- _Exercise_:
Pull every line with "VoiceBuilder" from the data below and copy it.

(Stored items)

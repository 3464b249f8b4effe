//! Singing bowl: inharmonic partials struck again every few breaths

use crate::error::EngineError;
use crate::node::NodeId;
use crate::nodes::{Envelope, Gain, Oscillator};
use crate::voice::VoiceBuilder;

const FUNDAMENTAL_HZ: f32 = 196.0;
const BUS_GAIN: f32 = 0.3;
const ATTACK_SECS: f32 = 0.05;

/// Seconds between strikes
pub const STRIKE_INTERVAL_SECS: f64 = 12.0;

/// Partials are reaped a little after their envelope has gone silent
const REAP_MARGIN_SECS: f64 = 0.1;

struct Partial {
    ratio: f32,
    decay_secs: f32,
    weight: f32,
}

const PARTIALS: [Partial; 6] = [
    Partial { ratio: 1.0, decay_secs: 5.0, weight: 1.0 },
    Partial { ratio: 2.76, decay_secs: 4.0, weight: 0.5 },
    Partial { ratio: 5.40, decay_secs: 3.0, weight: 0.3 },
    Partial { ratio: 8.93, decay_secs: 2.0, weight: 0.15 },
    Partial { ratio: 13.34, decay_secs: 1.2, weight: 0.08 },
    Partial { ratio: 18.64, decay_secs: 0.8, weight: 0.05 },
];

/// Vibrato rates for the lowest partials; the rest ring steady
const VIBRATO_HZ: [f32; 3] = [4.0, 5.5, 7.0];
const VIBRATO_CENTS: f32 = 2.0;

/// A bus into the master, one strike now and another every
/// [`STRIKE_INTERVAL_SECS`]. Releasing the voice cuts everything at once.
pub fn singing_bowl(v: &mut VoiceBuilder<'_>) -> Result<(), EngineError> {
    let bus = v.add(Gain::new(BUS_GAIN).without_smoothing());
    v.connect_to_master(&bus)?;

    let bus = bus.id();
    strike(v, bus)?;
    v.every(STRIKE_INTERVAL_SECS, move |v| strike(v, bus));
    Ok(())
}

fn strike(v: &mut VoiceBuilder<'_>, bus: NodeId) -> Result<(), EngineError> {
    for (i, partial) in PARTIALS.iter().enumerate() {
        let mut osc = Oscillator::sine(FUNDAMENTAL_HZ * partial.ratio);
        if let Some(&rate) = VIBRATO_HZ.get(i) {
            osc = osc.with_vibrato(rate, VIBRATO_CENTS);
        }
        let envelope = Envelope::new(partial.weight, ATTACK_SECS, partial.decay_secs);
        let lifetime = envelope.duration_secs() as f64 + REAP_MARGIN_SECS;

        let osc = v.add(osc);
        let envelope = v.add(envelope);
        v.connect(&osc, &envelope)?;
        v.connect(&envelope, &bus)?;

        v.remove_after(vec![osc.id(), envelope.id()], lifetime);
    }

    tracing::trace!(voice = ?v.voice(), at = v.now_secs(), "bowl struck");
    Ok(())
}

- _Exercise output_:
use crate::voice::VoiceBuilder;
pub fn singing_bowl(v: &mut VoiceBuilder<'_>) -> Result<(), EngineError> {
fn strike(v: &mut VoiceBuilder<'_>, bus: NodeId) -> Result<(), EngineError> {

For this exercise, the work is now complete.